Larry Kramer’s seminal work covering the early days of the AIDS crisis has opened at the National Theatre in a new staging by Dominic Cooke.
The Normal Heart, Larry Kramer’s largely-autobiographical play concerning the first few years of the AIDS crisis in New York City, hasn’t been seen in the UK for 35 years. Following its premiere at New York’s Public Theatre in 1985, it opened at London’s Royal Court Theatre in 1986 – it must have been a truly groundbreaking show at the time, reporting from the front line of the crisis while it was still unfolding. It covers the years 1981 to 1984 and focuses on the life of Ned Weeks (Ben Daniels), based on Larry Kramer, who sets up a community organisation to step in and support the gay men affected by the crisis, at a time when the government and medical establishment would not.
This is a captivating production from start to finish. The first half – while not trivialising the subject matter in any way – manages to be incredibly funny. There’s a genuine warmth and camaraderie between the characters, and some wonderfully acerbic and cutting lines – largely delivered by Dr Emma Brookner (Liz Carr), who persuades Ned to go out and speak to the community about what’s happening… but not until after she’s completed a rather entertaining medical examination. A volunteer at Ned’s organisation – and self-professed “southern bitch” Tommy Boatright (Danny Lee Wynter) – often steals the scene with a delicious one-liner or unique perspective on proceedings.
It’s a production full of exceptional, nuanced performances. Ben Daniels is superb as our protagonist Ned Weeks: bold, angry, kind and, as proceedings progress, increasingly wracked with survivor’s guilt, he captures the brilliance of Kramer’s activism in a truly powerhouse performance. Dino Fetscher plays his lover Felix Turner, the closeted New York Times reporter approached to report on the crisis; his is a multifaceted and sensitive portrayal, and his date experience with Ned is a particular highlight. Ben Weeks (Robert Bowman) has a complex relationship with his brother Ned, which is considered thoughtfully. Each character is given a moment to shine – there are numerous incredibly moving monologues throughout the show. The Olivier Theatre, recently reconfigured in the round, is the perfect setting for the events of this play to unfold.

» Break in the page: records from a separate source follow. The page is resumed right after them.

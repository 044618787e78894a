// Window target - what the windowing side hands to the backend
//
// The native handles for surface creation and the instance extensions
// the platform needs to present to that window.

use ash::vk;
use raw_window_handle::{HasRawDisplayHandle, HasRawWindowHandle, RawDisplayHandle, RawWindowHandle};
use std::ffi::{CStr, CString};

use super::{BootstrapError, BootstrapResult};

/// Native window handles plus the platform-mandated instance extensions
#[derive(Debug, Clone)]
pub struct WindowTarget {
    pub display: RawDisplayHandle,
    pub window: RawWindowHandle,
    pub required_extensions: Vec<CString>,
}

impl WindowTarget {
    /// Capture handles and required extensions from a live window
    pub fn from_window<W>(window: &W) -> BootstrapResult<Self>
    where
        W: HasRawDisplayHandle + HasRawWindowHandle,
    {
        let display = window.raw_display_handle();
        let required_extensions = ash_window::enumerate_required_extensions(display)
            .map_err(|e: vk::Result| {
                BootstrapError::Initialization(format!(
                    "windowing system reported no surface extensions: {}",
                    e
                ))
            })?
            .iter()
            .map(|&name| unsafe { CStr::from_ptr(name) }.to_owned())
            .collect();

        Ok(Self {
            display,
            window: window.raw_window_handle(),
            required_extensions,
        })
    }
}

It’s a timely revival – of course HIV and Covid are very different, but there are parallels here about the emergence of a new pandemic. Whether we’re witnessing clashes between medical researchers and the authorities, or a slow response from a government wanting to play down the crisis, or the fear of a population responding to an unknown and unseen disease, with some using conspiracy theories to plug the gaps where no information is available, it made us consider how we’d reacted to the collective trauma we’ve all experienced over the last 18 months.
More than this, it forced us to examine ourselves as queer people and the nature of our character: how would we react in a similar situation? When faced with a disease which seemingly is exclusively targeting the gay community, how would we organise a response? Would we – could we – stand up to a conservative, homophobic society? To a government which refuses to acknowledge there’s a problem? How would we mobilise, when even members of our own community are seemingly apathetic? Would we have the strength of character to enact change? We felt like we left having not just seen a play, but a call to arms for the queer community – it spoke profoundly to our inner activists.
Like all the best theatre, The Normal Heart really takes its audience on a journey – for all of the laughter invoked by act one, there wasn’t a dry eye in the house as the second act concluded. We wouldn’t try to make the case that this is a completely perfect play – it’s an indulgent show, clocking in at the best part of three hours; and sitting alongside the aforementioned incredible monologues, there are moments where the dialogue verges on hectoring and self-righteousness. But all things considered, this remains a remarkably powerful play, and this new production is arguably the most essential piece of queer theatre now playing.